* **Dataset entries**
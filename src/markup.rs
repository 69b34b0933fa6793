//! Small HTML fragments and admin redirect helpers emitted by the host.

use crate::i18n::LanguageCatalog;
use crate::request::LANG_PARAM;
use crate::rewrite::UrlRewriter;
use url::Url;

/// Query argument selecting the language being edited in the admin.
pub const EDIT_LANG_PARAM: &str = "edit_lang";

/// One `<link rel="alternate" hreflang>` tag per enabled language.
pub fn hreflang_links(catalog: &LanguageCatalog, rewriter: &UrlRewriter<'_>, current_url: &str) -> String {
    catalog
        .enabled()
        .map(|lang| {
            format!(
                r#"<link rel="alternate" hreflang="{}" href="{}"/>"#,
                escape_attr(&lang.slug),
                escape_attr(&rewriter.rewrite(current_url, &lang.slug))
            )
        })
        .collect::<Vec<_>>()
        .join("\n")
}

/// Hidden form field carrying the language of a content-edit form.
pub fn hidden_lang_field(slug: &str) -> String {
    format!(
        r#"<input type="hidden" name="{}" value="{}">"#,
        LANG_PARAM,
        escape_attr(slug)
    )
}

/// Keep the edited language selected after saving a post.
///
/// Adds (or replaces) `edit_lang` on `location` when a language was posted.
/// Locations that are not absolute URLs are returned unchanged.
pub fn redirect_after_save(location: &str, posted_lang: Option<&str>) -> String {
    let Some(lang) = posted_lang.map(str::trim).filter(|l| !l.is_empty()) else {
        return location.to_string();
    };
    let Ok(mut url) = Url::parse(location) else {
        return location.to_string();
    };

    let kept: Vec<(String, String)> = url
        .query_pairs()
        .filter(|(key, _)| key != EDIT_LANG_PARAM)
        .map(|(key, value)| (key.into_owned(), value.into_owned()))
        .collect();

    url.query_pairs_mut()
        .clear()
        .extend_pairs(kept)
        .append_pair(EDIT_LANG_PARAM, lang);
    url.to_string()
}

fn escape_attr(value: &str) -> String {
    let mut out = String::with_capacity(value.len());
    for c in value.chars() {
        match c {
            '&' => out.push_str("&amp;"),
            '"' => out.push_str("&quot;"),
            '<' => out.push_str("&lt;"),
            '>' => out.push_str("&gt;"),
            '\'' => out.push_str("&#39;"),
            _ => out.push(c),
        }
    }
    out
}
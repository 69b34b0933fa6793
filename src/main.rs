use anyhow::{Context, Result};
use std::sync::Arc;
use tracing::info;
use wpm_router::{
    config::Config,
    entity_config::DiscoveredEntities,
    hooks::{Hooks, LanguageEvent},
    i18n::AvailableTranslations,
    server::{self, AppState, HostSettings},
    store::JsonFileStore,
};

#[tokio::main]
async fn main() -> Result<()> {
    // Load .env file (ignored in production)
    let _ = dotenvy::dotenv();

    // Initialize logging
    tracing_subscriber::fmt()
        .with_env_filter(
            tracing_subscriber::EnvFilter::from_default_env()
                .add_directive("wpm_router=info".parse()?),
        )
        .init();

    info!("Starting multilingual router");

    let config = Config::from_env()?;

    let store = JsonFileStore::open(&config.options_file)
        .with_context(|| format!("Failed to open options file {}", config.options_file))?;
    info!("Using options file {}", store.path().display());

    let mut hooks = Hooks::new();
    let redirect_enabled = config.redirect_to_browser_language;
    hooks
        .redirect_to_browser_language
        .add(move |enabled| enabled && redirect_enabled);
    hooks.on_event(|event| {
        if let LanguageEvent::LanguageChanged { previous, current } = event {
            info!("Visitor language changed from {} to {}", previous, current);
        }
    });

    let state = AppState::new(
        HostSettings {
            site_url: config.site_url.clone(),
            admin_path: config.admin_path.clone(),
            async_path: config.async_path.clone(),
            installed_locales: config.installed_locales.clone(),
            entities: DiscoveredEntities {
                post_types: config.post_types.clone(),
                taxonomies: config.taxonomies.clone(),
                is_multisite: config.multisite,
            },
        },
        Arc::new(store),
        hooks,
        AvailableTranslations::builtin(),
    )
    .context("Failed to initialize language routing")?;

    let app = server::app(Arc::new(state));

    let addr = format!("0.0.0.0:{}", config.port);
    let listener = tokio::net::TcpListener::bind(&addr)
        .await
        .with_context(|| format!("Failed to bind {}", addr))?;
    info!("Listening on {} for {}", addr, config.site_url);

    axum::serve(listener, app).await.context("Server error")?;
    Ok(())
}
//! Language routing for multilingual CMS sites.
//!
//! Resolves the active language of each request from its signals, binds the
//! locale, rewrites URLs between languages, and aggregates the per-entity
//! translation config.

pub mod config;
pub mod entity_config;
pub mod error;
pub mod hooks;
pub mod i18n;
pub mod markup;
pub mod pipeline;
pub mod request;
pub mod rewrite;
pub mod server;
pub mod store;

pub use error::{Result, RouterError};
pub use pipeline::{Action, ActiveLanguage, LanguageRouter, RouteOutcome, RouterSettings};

---

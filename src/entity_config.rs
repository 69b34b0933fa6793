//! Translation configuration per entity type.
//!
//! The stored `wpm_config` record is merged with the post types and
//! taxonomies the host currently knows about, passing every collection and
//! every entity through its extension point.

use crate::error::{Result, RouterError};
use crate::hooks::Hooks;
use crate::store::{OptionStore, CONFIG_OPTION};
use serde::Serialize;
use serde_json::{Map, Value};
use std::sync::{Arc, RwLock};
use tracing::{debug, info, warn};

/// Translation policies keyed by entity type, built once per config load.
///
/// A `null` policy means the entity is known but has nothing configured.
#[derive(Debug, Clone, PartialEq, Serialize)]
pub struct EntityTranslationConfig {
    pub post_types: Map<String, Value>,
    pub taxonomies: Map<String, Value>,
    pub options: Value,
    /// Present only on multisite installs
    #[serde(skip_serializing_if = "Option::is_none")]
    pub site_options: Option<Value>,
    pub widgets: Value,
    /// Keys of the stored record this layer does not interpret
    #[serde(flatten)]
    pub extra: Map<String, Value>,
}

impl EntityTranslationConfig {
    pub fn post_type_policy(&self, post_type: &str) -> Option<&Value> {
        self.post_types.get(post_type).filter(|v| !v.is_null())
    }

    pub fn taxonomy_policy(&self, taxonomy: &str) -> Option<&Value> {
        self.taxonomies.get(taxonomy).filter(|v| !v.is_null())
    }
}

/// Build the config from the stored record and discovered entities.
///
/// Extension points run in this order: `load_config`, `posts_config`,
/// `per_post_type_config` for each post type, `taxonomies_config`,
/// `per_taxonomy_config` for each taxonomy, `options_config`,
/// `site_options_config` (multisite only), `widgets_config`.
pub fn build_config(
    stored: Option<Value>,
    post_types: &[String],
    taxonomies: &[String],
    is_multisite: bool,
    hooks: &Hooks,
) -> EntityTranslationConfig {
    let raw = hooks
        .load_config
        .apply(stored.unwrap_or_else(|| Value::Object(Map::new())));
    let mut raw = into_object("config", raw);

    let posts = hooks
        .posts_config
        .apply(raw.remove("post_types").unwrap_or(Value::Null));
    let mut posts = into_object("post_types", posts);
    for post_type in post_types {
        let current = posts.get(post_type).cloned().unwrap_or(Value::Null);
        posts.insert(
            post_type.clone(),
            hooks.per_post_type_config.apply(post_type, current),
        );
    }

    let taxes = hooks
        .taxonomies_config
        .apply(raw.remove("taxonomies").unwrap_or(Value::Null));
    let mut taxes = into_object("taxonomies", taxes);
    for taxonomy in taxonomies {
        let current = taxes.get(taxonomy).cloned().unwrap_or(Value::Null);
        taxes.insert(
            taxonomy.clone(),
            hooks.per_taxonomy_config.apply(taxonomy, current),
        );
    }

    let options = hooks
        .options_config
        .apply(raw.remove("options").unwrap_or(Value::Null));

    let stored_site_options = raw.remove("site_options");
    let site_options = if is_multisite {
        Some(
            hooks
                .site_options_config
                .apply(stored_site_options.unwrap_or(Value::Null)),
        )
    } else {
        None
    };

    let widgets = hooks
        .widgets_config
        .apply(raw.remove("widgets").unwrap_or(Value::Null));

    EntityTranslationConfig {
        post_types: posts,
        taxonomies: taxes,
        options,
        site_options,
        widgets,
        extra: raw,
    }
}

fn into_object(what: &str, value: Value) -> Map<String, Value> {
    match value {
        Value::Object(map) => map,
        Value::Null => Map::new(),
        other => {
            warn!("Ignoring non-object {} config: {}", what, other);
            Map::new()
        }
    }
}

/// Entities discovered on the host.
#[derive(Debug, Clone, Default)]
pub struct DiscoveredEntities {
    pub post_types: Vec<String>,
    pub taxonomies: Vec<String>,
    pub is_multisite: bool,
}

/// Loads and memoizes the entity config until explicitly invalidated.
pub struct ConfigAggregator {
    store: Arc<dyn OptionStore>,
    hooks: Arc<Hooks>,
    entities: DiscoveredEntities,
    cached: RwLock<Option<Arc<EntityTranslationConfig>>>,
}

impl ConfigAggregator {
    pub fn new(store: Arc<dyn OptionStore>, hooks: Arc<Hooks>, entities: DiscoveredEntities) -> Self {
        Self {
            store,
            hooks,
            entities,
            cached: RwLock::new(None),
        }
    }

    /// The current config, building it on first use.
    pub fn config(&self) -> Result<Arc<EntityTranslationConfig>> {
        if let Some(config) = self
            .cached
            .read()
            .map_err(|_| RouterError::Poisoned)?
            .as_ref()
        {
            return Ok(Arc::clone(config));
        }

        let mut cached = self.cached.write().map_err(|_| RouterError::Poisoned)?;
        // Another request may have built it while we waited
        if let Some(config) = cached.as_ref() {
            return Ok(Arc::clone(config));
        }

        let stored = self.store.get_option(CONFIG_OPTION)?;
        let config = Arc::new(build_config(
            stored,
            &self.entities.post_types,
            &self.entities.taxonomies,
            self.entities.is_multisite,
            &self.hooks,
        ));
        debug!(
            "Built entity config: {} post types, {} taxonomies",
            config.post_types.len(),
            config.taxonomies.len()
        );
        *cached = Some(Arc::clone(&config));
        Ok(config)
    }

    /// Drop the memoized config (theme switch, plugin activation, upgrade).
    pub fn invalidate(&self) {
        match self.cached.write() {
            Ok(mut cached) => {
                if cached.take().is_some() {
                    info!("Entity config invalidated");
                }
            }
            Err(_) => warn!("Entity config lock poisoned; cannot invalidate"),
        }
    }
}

---

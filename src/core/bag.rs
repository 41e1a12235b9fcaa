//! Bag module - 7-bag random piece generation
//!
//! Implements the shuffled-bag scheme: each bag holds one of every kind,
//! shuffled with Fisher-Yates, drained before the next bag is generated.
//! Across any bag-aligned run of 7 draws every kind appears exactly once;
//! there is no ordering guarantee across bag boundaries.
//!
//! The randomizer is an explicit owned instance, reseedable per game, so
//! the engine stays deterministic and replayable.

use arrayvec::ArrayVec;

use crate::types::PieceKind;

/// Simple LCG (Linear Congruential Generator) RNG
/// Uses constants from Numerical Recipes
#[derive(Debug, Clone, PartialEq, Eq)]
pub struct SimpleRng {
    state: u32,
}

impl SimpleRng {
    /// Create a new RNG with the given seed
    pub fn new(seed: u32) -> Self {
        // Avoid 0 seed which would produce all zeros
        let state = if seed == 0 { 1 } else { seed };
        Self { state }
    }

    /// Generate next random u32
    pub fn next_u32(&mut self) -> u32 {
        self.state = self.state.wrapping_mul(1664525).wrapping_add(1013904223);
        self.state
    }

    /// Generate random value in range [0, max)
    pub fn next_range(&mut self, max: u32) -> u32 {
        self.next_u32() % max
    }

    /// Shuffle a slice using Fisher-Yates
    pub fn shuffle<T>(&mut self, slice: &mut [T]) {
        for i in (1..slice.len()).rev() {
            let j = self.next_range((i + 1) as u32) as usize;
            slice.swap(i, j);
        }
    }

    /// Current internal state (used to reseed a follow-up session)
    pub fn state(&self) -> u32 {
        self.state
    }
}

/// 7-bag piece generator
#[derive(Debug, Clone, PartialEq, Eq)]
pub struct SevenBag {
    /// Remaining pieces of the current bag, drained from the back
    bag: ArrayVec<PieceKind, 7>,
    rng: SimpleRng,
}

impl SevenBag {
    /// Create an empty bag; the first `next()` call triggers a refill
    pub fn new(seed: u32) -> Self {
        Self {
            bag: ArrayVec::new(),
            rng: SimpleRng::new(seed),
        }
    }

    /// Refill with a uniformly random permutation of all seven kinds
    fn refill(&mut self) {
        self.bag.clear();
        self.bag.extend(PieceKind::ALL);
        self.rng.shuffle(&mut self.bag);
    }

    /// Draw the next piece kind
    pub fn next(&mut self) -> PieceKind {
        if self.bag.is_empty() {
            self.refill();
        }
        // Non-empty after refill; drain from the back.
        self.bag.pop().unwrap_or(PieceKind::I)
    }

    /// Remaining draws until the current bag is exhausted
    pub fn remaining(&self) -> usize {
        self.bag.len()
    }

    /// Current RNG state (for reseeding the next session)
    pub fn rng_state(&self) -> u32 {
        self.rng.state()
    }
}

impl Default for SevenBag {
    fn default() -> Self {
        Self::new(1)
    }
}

* **Task item**
Take the lines above from the one containing "filename src/markup.rs" down to the one containing "pub const EDIT_LANG_PARAM: &str", and transcribe them exactly, both ends included.

* **Exercise output**
filename src/markup.rs
repository 69b34b0933fa6793
//! Small HTML fragments and admin redirect helpers emitted by the host.

use crate::i18n::LanguageCatalog;
use crate::request::LANG_PARAM;
use crate::rewrite::UrlRewriter;
use url::Url;

/// Query argument selecting the language being edited in the admin.
pub const EDIT_LANG_PARAM: &str = "edit_lang";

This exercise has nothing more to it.